== Instructions for the task ==
In the data below, find each line carrying the string "over" and copy it out.

== Data to examine ==
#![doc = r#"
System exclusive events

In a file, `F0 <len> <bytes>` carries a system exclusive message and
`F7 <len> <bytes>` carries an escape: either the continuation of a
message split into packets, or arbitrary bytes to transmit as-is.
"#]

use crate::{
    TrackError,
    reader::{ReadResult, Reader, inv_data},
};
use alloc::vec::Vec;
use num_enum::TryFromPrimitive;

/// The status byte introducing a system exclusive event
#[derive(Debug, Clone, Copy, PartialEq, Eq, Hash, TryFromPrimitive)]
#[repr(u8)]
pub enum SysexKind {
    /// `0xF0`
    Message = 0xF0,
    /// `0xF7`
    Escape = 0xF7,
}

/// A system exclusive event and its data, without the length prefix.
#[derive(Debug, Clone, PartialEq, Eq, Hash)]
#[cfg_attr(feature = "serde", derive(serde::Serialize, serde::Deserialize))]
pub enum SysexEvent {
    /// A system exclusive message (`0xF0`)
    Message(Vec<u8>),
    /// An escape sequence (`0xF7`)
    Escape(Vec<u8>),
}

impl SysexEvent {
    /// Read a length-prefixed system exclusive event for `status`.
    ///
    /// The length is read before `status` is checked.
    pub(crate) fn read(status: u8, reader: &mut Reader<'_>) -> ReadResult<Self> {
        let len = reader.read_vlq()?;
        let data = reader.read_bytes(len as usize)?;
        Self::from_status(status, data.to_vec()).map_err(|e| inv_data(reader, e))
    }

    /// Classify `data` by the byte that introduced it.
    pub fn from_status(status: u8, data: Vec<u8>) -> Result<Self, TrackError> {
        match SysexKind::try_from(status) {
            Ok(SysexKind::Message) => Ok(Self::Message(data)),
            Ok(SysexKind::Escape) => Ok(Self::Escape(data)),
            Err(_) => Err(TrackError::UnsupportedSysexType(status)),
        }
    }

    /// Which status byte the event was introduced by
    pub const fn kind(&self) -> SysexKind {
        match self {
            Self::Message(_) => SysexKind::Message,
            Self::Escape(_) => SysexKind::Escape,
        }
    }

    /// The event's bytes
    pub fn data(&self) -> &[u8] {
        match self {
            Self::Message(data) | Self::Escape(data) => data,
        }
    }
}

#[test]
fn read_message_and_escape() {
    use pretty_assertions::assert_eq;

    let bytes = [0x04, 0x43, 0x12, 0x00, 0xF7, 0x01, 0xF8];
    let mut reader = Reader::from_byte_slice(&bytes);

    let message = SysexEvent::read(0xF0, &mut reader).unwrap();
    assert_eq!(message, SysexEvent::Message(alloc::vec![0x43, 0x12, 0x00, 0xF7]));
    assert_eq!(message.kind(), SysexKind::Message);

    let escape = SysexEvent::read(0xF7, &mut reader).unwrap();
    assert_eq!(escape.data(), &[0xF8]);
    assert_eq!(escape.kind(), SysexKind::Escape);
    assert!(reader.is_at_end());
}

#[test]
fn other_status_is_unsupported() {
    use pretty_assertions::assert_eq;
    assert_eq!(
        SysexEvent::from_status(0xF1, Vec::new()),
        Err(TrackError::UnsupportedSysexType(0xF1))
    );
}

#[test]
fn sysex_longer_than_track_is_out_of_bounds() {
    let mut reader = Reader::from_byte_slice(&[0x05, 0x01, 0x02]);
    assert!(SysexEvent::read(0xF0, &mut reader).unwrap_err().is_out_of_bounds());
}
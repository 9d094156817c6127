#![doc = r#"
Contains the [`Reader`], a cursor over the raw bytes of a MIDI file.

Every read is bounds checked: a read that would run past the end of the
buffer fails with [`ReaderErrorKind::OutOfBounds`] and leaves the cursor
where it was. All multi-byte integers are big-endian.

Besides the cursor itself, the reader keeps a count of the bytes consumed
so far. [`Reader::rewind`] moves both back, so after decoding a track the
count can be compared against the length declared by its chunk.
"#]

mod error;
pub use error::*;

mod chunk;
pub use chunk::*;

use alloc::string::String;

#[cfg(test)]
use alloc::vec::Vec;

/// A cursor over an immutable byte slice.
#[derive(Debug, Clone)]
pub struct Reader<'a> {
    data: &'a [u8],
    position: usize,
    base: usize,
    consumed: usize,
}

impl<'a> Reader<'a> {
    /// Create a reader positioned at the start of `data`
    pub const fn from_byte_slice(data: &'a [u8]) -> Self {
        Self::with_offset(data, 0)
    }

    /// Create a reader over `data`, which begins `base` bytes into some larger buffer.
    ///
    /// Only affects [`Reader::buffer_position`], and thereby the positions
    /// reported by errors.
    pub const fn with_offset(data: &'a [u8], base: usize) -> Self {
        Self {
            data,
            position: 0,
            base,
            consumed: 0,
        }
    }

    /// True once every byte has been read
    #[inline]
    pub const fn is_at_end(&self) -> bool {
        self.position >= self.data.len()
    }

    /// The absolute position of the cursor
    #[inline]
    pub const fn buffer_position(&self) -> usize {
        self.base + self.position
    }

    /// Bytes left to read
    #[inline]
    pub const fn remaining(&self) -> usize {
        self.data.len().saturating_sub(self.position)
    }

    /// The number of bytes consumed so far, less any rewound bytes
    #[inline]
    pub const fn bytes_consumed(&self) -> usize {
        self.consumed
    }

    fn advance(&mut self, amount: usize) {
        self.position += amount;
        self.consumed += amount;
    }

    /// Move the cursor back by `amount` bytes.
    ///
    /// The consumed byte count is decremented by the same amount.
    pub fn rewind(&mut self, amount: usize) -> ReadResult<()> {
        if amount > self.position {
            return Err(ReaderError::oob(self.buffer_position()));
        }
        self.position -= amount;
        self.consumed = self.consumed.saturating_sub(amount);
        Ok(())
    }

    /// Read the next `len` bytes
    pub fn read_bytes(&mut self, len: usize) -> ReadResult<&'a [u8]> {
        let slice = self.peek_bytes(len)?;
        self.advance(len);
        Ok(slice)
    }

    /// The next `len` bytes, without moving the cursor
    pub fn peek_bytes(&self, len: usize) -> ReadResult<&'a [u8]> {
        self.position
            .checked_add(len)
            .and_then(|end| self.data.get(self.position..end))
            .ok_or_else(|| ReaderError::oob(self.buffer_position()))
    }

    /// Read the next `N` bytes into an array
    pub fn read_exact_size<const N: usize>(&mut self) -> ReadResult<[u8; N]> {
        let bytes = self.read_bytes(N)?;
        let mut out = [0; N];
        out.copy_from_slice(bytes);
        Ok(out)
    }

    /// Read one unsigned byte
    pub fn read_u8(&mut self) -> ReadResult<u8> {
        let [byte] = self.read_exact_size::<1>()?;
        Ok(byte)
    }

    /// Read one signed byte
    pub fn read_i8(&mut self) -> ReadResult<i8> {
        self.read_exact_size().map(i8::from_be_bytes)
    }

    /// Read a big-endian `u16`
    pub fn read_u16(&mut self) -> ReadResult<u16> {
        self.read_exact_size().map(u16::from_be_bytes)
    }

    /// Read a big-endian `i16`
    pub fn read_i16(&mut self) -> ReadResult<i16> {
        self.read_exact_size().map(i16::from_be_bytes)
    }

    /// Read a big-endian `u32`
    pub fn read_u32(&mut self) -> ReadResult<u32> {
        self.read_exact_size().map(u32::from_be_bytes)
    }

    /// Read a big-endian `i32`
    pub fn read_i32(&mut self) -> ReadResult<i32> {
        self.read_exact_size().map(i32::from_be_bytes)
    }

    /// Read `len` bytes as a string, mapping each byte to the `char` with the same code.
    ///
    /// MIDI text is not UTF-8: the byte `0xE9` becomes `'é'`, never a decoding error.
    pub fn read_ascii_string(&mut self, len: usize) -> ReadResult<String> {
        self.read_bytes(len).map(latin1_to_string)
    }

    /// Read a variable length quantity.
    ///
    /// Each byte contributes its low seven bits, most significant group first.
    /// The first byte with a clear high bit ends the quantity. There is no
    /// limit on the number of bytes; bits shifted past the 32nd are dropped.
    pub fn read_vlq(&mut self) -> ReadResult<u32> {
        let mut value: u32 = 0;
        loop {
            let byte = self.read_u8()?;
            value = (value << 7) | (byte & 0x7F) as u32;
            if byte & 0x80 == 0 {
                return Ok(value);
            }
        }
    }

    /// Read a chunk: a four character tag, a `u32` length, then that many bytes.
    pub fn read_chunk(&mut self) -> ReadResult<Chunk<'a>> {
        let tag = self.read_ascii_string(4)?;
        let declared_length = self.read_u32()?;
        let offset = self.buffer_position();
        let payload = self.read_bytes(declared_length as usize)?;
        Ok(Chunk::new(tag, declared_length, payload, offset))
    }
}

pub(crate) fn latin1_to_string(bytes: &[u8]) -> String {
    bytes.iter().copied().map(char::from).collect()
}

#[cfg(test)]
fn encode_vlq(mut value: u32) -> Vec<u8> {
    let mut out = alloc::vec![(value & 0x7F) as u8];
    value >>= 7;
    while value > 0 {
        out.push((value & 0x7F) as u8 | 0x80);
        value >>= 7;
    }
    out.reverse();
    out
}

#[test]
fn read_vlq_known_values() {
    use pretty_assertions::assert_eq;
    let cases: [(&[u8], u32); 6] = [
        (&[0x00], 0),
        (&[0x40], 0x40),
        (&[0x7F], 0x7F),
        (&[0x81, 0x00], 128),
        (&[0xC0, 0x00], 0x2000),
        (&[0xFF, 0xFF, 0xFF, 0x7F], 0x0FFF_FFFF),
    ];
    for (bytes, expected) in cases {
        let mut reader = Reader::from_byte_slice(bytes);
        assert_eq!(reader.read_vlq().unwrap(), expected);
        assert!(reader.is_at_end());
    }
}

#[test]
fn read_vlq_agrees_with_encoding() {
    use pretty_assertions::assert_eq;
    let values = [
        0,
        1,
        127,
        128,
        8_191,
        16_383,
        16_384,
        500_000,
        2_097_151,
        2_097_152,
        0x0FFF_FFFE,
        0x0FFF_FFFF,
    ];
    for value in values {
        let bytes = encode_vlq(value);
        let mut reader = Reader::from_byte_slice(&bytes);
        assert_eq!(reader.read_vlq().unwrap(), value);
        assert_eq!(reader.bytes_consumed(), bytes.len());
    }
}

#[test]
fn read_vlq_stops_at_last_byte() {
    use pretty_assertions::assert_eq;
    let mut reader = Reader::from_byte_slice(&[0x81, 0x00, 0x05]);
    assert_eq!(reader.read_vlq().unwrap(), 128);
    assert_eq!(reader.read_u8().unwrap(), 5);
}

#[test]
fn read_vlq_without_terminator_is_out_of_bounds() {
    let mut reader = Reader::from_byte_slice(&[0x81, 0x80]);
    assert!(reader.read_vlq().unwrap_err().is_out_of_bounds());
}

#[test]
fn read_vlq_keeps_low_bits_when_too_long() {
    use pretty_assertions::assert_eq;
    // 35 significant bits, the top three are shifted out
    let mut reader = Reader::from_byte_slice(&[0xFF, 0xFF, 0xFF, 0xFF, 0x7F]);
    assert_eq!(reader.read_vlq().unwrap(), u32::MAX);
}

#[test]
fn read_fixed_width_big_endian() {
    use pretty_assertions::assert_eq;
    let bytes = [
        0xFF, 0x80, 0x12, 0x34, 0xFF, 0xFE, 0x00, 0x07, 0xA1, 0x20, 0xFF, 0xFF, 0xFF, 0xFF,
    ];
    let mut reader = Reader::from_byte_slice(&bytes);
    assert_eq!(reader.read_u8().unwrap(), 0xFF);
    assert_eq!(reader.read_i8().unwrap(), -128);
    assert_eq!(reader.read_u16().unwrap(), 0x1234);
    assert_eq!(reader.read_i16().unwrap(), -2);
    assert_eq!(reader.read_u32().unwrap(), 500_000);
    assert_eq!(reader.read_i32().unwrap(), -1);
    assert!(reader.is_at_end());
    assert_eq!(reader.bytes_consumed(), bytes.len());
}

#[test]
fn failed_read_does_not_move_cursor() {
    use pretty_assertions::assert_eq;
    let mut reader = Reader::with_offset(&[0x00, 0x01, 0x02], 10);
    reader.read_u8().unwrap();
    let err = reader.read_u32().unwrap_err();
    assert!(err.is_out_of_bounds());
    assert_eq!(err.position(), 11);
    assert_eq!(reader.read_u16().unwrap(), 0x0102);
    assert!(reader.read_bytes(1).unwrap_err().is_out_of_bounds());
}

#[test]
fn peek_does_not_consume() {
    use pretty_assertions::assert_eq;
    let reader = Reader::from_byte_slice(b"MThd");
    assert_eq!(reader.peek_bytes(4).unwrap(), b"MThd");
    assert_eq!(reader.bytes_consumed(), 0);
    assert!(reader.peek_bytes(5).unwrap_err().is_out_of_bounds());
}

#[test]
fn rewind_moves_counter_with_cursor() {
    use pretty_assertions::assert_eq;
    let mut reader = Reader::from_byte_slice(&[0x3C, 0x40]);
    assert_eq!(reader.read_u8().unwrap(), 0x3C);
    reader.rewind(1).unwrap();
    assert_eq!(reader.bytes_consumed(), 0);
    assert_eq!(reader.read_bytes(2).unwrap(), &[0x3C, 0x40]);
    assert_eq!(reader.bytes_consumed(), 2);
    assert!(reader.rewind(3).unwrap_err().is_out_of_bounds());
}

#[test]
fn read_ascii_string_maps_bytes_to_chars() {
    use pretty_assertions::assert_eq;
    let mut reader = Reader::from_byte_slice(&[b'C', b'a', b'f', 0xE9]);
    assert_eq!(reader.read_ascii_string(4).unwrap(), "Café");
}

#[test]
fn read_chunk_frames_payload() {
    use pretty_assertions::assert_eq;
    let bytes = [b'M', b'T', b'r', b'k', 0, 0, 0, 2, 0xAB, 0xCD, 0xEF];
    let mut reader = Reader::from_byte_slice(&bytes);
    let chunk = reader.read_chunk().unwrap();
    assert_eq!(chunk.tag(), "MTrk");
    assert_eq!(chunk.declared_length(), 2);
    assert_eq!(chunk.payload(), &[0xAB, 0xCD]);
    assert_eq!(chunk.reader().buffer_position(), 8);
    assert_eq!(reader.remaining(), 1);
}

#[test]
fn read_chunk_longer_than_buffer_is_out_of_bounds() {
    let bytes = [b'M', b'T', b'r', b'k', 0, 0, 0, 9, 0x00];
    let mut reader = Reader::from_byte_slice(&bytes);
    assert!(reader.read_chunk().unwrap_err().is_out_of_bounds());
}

== Result for this exercise ==
Contains the [`Reader`], a cursor over the raw bytes of a MIDI file.
/// A cursor over an immutable byte slice.
    /// Create a reader over `data`, which begins `base` bytes into some larger buffer.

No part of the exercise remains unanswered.